Background and study aims:
Infection of the clear part of the front of the eye (the cornea) is a corneal ulcer. It is an important cause of blindness in Nepal. A scratch in the cornea allows infection to enter and an ulcer to begin. These infections can be very serious with some people losing the sight in the affected eye.

Different types of infectious organisms can cause corneal ulcers. These include bacteria and fungi. In tropical regions about half of all corneal ulcers are caused by fungi. Bacteria and fungi need to be treated with different types of eye drop medicines.

Treatments for fungal eye infections are frequently not very effective, in addition access to these treatments in many countries is very limited and can be expensive. In some countries they are simply not available. Currently the most commonly used treatment for fungal corneal ulcers is an eye drop called Natamycin. There is a need for additional, alternative, affordable and more easily available eye drop treatments for fungal infections.

There is an antiseptic solution called Chlorhexidine. This is very effective at killing bacteria, fungi and other types of infectious organisms. It is used in medical care worldwide in several different ways. For example, it is used to clean skin before surgical operations, in antiseptic creams for skin cuts and as a mouth wash to prevent and treat mouth infections. It has been used in eye care for more than thirty years as an eye-drop preservative, for sterilizing contact lenses, for pre-operative topical antiseptic and for treating Acanthamoeba and fungal corneal infections.

About twenty years ago chlorhexidine eye drops were tested in two small clinical trials conducted in India and Bangladesh for the treatment of fungal corneal infections. The results of these studies suggested that chlorhexidine was as good as and possibly better than natamycin at controlling the infection. Neither eye drop had any serious side effect. However, the studies were not large enough to be certain.

Chlorhexidine is currently used in several countries for the treatment of fungal corneal infections when natamycin or alternative treatment is not working or is not available. We would like to conduct a large clinical to find out whether chlorhexidine 0.2% eye drops are as effective as or more effective than natamycin 5% eye drops for treating fungal corneal infections.

Who can participate?
Adults (individuals 18 years or older) with acute fungal corneal infections confirmed on microscopy can participate, provided they meet the eligibility criteria and can give informed consent.

What does the study involve?
Consented eligible participants will initially undergo detailed clinical assessment by an experienced ophthalmic clinician. This will include background demographic data, history, examination, investigations (corneal samples, in vivo confocal microscopy, blood tests for diabetes and HIV) and Quality of Life assessments.

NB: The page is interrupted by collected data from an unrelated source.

use serde::{Deserialize, Serialize};
use strum::{Display, EnumCount, EnumIter, EnumString, FromRepr};

use crate::impl_from_primitive;

// ================================================================================================
// Action Index
// ================================================================================================

/// Flat index of a joint action, in `[0, 3^G)` for `G` units.
///
/// This is what the Q-network outputs a value for and what the replay memory stores.
/// Use [`super::action_space::ActionSpace`] to translate it into per-unit orders.
#[derive(Debug, Clone, Copy, PartialEq, Eq, PartialOrd, Ord, Hash, Serialize, Deserialize)]
pub struct ActionId(pub usize);
impl_from_primitive!(ActionId, usize);

// ================================================================================================
// Per-Unit Trade Order
// ================================================================================================

/// What to do with a single unit during a rebalancing step.
///
/// The discriminants are the base-3 digits of an [`ActionId`].
#[derive(
    Debug,
    Clone,
    Copy,
    PartialEq,
    Eq,
    Hash,
    Serialize,
    Deserialize,
    EnumString,
    EnumIter,
    EnumCount,
    Display,
    FromRepr,
)]
#[strum(serialize_all = "lowercase")]
#[repr(u8)]
pub enum TradeAction {
    /// Liquidate every unit owned.
    Sell = 0,
    Hold = 1,
    /// Buy whole units one at a time while cash allows.
    Buy = 2,
}

impl TradeAction {
    pub fn digit(&self) -> usize {
        *self as usize
    }
}

// ================================================================================================
// Joint Orders
// ================================================================================================

/// One [`TradeAction`] per unit, indexed by unit.
#[derive(Debug, Clone, PartialEq, Eq, Hash, Serialize, Deserialize)]
pub struct Orders(pub Vec<TradeAction>);

impl Orders {
    /// Every unit held: the no-op rebalance.
    pub fn hold_all(n_units: usize) -> Self {
        Self(vec![TradeAction::Hold; n_units])
    }

    pub fn len(&self) -> usize {
        self.0.len()
    }

    pub fn is_empty(&self) -> bool {
        self.0.is_empty()
    }

    /// Unit indices marked for sale, in ascending order.
    pub fn sells(&self) -> impl Iterator<Item = usize> + '_ {
        self.indices_of(TradeAction::Sell)
    }

    /// Unit indices marked for purchase, in ascending order.
    pub fn buys(&self) -> impl Iterator<Item = usize> + '_ {
        self.indices_of(TradeAction::Buy)
    }

    fn indices_of(&self, kind: TradeAction) -> impl Iterator<Item = usize> + '_ {
        self.0
            .iter()
            .enumerate()
            .filter(move |(_, a)| **a == kind)
            .map(|(i, _)| i)
    }
}

impl From<Vec<TradeAction>> for Orders {
    fn from(actions: Vec<TradeAction>) -> Self {
        Self(actions)
    }
}

impl FromIterator<TradeAction> for Orders {
    fn from_iter<T: IntoIterator<Item = TradeAction>>(iter: T) -> Self {
        Self(iter.into_iter().collect())
    }
}

#[cfg(test)]
mod tests {
    use std::str::FromStr;

    use super::*;

    #[test]
    fn test_trade_action_digits_match_discriminants() {
        assert_eq!(TradeAction::from_repr(0), Some(TradeAction::Sell));
        assert_eq!(TradeAction::from_repr(1), Some(TradeAction::Hold));
        assert_eq!(TradeAction::from_repr(2), Some(TradeAction::Buy));
        assert_eq!(TradeAction::from_repr(3), None);
        assert_eq!(TradeAction::Buy.digit(), 2);
    }

    #[test]
    fn test_trade_action_parses_lowercase() {
        assert_eq!(TradeAction::from_str("sell").unwrap(), TradeAction::Sell);
        assert_eq!(TradeAction::Hold.to_string(), "hold");
        assert!(TradeAction::from_str("short").is_err());
    }

    #[test]
    fn test_orders_split_into_sells_and_buys() {
        let orders = Orders::from(vec![
            TradeAction::Buy,
            TradeAction::Sell,
            TradeAction::Hold,
            TradeAction::Buy,
        ]);

        assert_eq!(orders.sells().collect::<Vec<_>>(), vec![1]);
        assert_eq!(orders.buys().collect::<Vec<_>>(), vec![0, 3]);
    }
}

Participants will then be given one of two treatments: chlorhexidine 0.2% or natamycin 5% eye drops. These will be decided at random by a pre-prepared randomisation sequence. The clinicians involved in the care of the patient will not know which treatment the participants have been allocated to (i.e. they are “masked”). Participants will then be assessed again at a number of time points to see how they are responding to the treatment, with further investigations and clinical examinations performed as detailed in the study protocol. The final review will take place at three months. The primary outcome measure will be best spectacle corrected visual acuity at three months.

What are the possible benefits and risks of participating?
• The study will involve tests for the type of infection. This helps the clinician looking after the patient choose the best type of treatment by accurately diagnosing the causative organism.
• The costs for clinical assessment, tests, treatment and transport will be paid for by the study.
• By participating in this study, participants will be helping to answer the question about whether or not chlorhexidine is a suitable alternative treatment for fungal corneal infections.
1. Random Allocation and Treatment Failure: Participants will be randomly allocated to a treatment. The treatment they are allocated to may prove to be less effective or have more side effects than the other study treatment or other available treatments.
It is important to recognise that corneal infection is a serious, sight threatening condition. Many patients, whatever the treatment used, have reduced vision in the affected eye after it has resolved. In some people the affected eye will become blind. Sometimes the infection, despite lots of treatment, can progress to cause a hole to develop in the cornea (perforation) and sometimes it is so severe it is necessary to perform an operation to remove the eye content. 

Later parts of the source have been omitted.